The Last Real Day
The bull-eyed stare of Derek's computer monitor hadn't changed in three hours. Neither had Derek. He'd become something else since the merger—a corporate zombie moving through fluorescent-lit halls, jaw slack, responding to emails with automatic efficiency while his actual self watched from somewhere far away, screaming.
"You need to be more aggressive," his boss had told him that morning. "Grab the market by the horns. Be a bull."
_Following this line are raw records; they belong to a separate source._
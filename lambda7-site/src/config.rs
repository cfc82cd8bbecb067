//! Build configuration
//!
//! `LAMBDA7_ROOT` sets the project root (default: current directory),
//! `LAMBDA7_DIST` the output directory (default: `<root>/dist`).

use std::env;
use std::path::{Path, PathBuf};

#[derive(Debug, Clone)]
pub struct SiteConfig {
    pub root: PathBuf,
    pub templates: PathBuf,
    pub static_dir: PathBuf,
    pub dist: PathBuf,
    pub watch: bool,
}

impl SiteConfig {
    pub fn from_root(root: impl AsRef<Path>) -> Self {
        let root = root.as_ref().to_path_buf();
        Self {
            templates: root.join("templates"),
            static_dir: root.join("static"),
            dist: root.join("dist"),
            root,
            watch: false,
        }
    }

    pub fn from_env() -> Self {
        let root = env::var("LAMBDA7_ROOT")
            .map(PathBuf::from)
            .unwrap_or_else(|_| env::current_dir().unwrap_or_else(|_| PathBuf::from(".")));
        let config = Self::from_root(root);
        match env::var("LAMBDA7_DIST") {
            Ok(dist) => config.with_dist(dist),
            Err(_) => config,
        }
    }

    pub fn with_dist(mut self, dist: impl Into<PathBuf>) -> Self {
        self.dist = dist.into();
        self
    }

    pub fn with_watch(mut self, watch: bool) -> Self {
        self.watch = watch;
        self
    }

    /// Directories whose changes trigger a rebuild
    pub fn watched_dirs(&self) -> Vec<&Path> {
        vec![self.templates.as_path(), self.static_dir.as_path()]
    }
}
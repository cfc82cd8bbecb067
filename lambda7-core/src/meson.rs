//! Mesons and leptons
//!
//! Same formula shape as baryons, but the polynomial reaches down to π¹ and
//! the constant term, and those low coefficients are often fractions.

use crate::{Correction, MassFormula, Polynomial};
use serde::{Deserialize, Serialize};

#[derive(Debug, Clone, Copy, PartialEq, Eq, Serialize, Deserialize)]
#[serde(rename_all = "lowercase")]
pub enum MesonKind {
    Meson,
    Lepton,
}

#[derive(Debug, Clone)]
pub struct Meson {
    pub key: String,
    pub name: String,
    pub symbol: String,
    pub latex_symbol: String,
    pub mass_exp: f64,
    /// Quark content in LaTeX, e.g. `u\bar{d}`
    pub quarks: String,
    pub polynomial: Polynomial,
    pub correction: Option<Correction>,
    /// J quantum number
    pub spin: u32,
    pub kind: MesonKind,
}

impl Meson {
    pub fn new(key: &str, name: &str, symbol: &str, latex_symbol: &str, mass_exp: f64) -> Self {
        Self {
            key: key.to_string(),
            name: name.to_string(),
            symbol: symbol.to_string(),
            latex_symbol: latex_symbol.to_string(),
            mass_exp,
            quarks: String::new(),
            polynomial: Polynomial::new(),
            correction: None,
            spin: 0,
            kind: MesonKind::Meson,
        }
    }

    pub fn with_quarks(mut self, quarks: &str) -> Self {
        self.quarks = quarks.to_string();
        self
    }

    pub fn with_polynomial(mut self, polynomial: Polynomial) -> Self {
        self.polynomial = polynomial;
        self
    }

    pub fn with_correction(mut self, correction: Correction) -> Self {
        self.correction = Some(correction);
        self
    }

    pub fn with_spin(mut self, spin: u32) -> Self {
        self.spin = spin;
        self
    }

    pub fn lepton(mut self) -> Self {
        self.kind = MesonKind::Lepton;
        self
    }

    /// π⁵ coefficient, which labels the meson's mass band
    pub fn c5(&self) -> i64 {
        self.polynomial.coefficient(5).to_i64().unwrap_or(0)
    }
}

impl MassFormula for Meson {
    fn polynomial(&self) -> &Polynomial {
        &self.polynomial
    }

    fn correction(&self) -> Option<&Correction> {
        self.correction.as_ref()
    }

    fn mass_exp(&self) -> f64 {
        self.mass_exp
    }
}

#[cfg(test)]
mod tests {
    use super::*;
    use crate::{Atom, Polynomial};

    #[test]
    fn test_pion_formula() {
        let pion = Meson::new("pi_pm", "Pion±", "π±", r"\pi^\pm", 139.57039)
            .with_polynomial(Polynomial::from_ints(&[(5, 1), (3, -1), (1, -1), (0, 1)]))
            .with_correction(Correction::ratio(6, 1, Atom::ExpNegPi));
        assert_eq!(pion.formula_latex(), r"\pi^{5} - \pi^{3} - \pi + 1 + 6e^{-\pi}");
        assert!(pion.error_percent() < 0.01);
        assert_eq!(pion.c5(), 1);
    }

    #[test]
    fn test_fractional_rho() {
        let rho = Meson::new("rho", "Rho", "ρ", r"\rho", 775.11)
            .with_polynomial(
                Polynomial::from_ints(&[(5, 5), (2, -1)]).with_ratio(1, -6, 5).with_ratio(0, 2, 5),
            )
            .with_spin(1);
        assert_eq!(rho.formula_latex(), r"5\pi^{5} - \pi^{2} - \frac{6}{5}\pi + \frac{2}{5}");
        assert!(rho.error_percent() < 0.01);
    }

    #[test]
    fn test_lepton_kind() {
        let mu = Meson::new("muon", "Muon", "μ", r"\mu", 105.6583755).lepton();
        assert_eq!(mu.kind, MesonKind::Lepton);
    }
}
/// Term-by-term comparison of the 9π⁵ mirror family
pub fn term_structure(registry: &Registry) -> String {
    let family: Vec<&Resonance> = registry
        .resonances()
        .into_iter()
        .filter(|r| r.mirrors.is_some())
        .collect();

    let mut out = String::from("<table class=\"term-structure\">\n<thead><tr><th>Term</th>");
    for r in &family {
        let _ = write!(out, "<th>{}</th>", escape_html(&r.symbol));
    }
    out.push_str("</tr></thead>\n<tbody>\n");
    for &(power, label, scale) in TERM_ROWS {
        let _ = write!(out, "<tr><td>{}</td>", label);
        for r in &family {
            let c = r.polynomial.coefficient(power).mul(&Coefficient::from_i64(scale));
            let _ = write!(out, "<td>{}</td>", term_cell(&c, power));
        }
        out.push_str("</tr>\n");
    }
    out.push_str("</tbody>\n</table>\n<ul class=\"mirrors\">\n");
    for note in mirror_notes() {
        let Some(r) = registry.resonance(note.key) else {
            continue;
        };
        let _ = writeln!(
            out,
            "<li>{} {}: {}</li>",
            escape_html(&r.symbol),
            escape_html(note.kind),
            escape_html(note.note)
        );
    }
    let _ = writeln!(out, "</ul>\n<p class=\"mirror-rule\">{}</p>", escape_html(MIRROR_RULE));
    out
}

#[cfg(test)]
mod tests {
    use super::*;
    use crate::tree::Forest;
    use lambda7_data::registry;

    fn views() -> Vec<TreeView> {
        let forest = Forest::standard().expect("standard forest");
        forest.trees().map(|t| TreeView::from_tree(t, registry())).collect()
    }

    #[test]
    fn test_escape_html() {
        assert_eq!(escape_html(r#"<a href="x">&</a>"#), "&lt;a href=&quot;x&quot;&gt;&amp;&lt;/a&gt;");
    }

    #[test]
    fn test_datasets_json_shape() {
        let json: Value = serde_json::from_str(&datasets_json(&views()).expect("json")).expect("parse");
        for key in ["light", "charm", "bottom"] {
            assert!(json[key]["nodes"].is_array(), "{}", key);
            assert!(json[key]["edges"].is_array(), "{}", key);
        }
        assert_eq!(json["light"]["edges"][0]["source"], "root6");
    }

    #[test]
    fn test_tree_page_fills_shell() {
        let page = tree_page(&views()).expect("page");
        assert!(!page.contains("__DATASETS__"));
        assert!(!page.contains("__TABS__"));
        assert!(page.contains(r#"data-tree="charm""#));
        assert!(page.contains("cytoscape"));
    }

    #[test]
    fn test_baryon_table_rows() {
        let reg = registry();
        let html = baryon_table(&reg.octet(), reg);
        assert_eq!(html.matches("<tr id=").count(), 8);
        assert!(html.contains(r#"<tr id="p">"#));
        assert!(html.contains("sigma-"));
    }

    #[test]
    fn test_meson_table_marks_leptons() {
        let html = meson_table(&registry().mesons());
        assert_eq!(html.matches(r#"class="lepton""#).count(), 1);
    }

    #[test]
    fn test_resonance_table_mirrors() {
        let reg = registry();
        let html = resonance_table(&reg.resonances(), reg);
        assert!(html.contains("<td>Λ</td>"));
        assert!(html.contains("N(1440)"));
    }

    #[test]
    fn test_magnetic_table() {
        let html = magnetic_table(&registry().magnetic_moments());
        assert!(html.contains(r"\frac{8\pi}{9}"));
        assert!(html.contains("2.7925"));
    }

    #[test]
    fn test_cycle_levels() {
        let html = cycle_levels(registry());
        assert_eq!(html.matches(r#"<tr id="c5-"#).count(), 4);
        assert!(html.contains(r"\(9\pi^5\)"));
        assert!(html.contains("324°"));
        assert!(html.contains("<td>Ω⁻</td><td>Q = -1</td>"));
        assert!(html.contains("Q = +2, +1, 0, -1"));
        assert_eq!(html.matches("<dt>").count(), 3);
    }

    #[test]
    fn test_q_vocabulary_table() {
        let html = q_vocabulary_table();
        assert_eq!(html.matches("<tr><td>").count(), 7);
        assert!(html.contains(r"<tr><td>36</td>"));
    }

    #[test]
    fn test_mass_vs_mu_reads_registry() {
        let html = mass_vs_mu_table(registry());
        assert_eq!(html.matches(r#"<tr id="mu-"#).count(), 6);
        assert!(html.contains(r#"<tr id="mu-p"><td>\(p\)</td><td>6</td><td>8</td>"#));
        assert!(html.contains(r#"<tr id="mu-Sigma-">"#));
        assert!(html.contains("<td>7</td><td>36</td>"));
        assert!(html.contains("<td>9</td><td>20</td>"));
    }

    #[test]
    fn test_term_structure_columns() {
        let html = term_structure(registry());
        assert!(html.contains("<th>Λ(1405)</th><th>N(1440)</th><th>N(1535)</th><th>Λ(1520)</th>"));
        assert!(html.contains("<tr><td>π⁵</td><td>9</td><td>9</td><td>9</td><td>9</td></tr>"));
        assert!(html.contains("<tr><td>π²/2</td><td>0</td><td>+1</td><td>+1</td><td>0</td></tr>"));
        assert!(html.contains("<tr><td>π</td><td>-1</td><td>-1</td><td>+1/3</td><td>-2</td></tr>"));
        assert!(html.contains("<tr><td>1/π</td><td>-1</td><td>0</td><td>0</td><td>-1/2</td></tr>"));
        assert_eq!(html.matches("<li>").count(), 4);
    }

    #[test]
    fn test_cycle_summary_levels() {
        let html = cycle_summary(registry());
        assert_eq!(html.matches("<tr><td>").count(), 4);
        assert!(html.contains("<tr><td>9</td><td>-3</td>"));
    }
}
Derek had nodded. He always nodded.
The subway ride home felt like swimming upstream through molasses. Everyone else was underwater too—lips pressed thin, eyes unfocused, all of them holding their breath for something that would never come. The man across from him had a briefcase pressed to his chest like a shield. The woman beside him was crying silently, headphones in, tears tracking through makeup she'd applied at dawn.
Lightning cracked as he emerged onto the street—a sudden, violent fissure of white that left afterimages burned onto his retinas. The storm broke then, really broke, and still he walked. His shirt plastered to his back, water dripping from his hair into his eyes. A car hissed through a puddle, soaking him further. He kept walking.
"Hey!" someone shouted.
He kept walking.
He found himself at the sculpture garden in the park, standing before the bronze sphinx that had somehow remained dry beneath the overhang of the museum entrance. The creature's stone eyes regarded him with ancient indifference. Who are you? the sphinx seemed to ask. What do you want?
Derek thought of his wife at home, probably already asleep. Thought of the promotion he'd turned down two years ago. Thought of the novel he'd never finished. The bull in him—the part that should charge, that should want—was quiet. Had always been quiet.
"I don't know," he said aloud.
A couple ran past, laughing, shielding each other from the rain with a single coat. And suddenly, violently, he wanted to be them. Not young—never young again—but alive. Whatever that meant.
The sphinx said nothing. The lightning flashed again, illuminating the wet sculpture garden like a stage set, and for a moment, just a moment, Derek wasn't swimming anymore. He was treading water, but that was something. That was a start.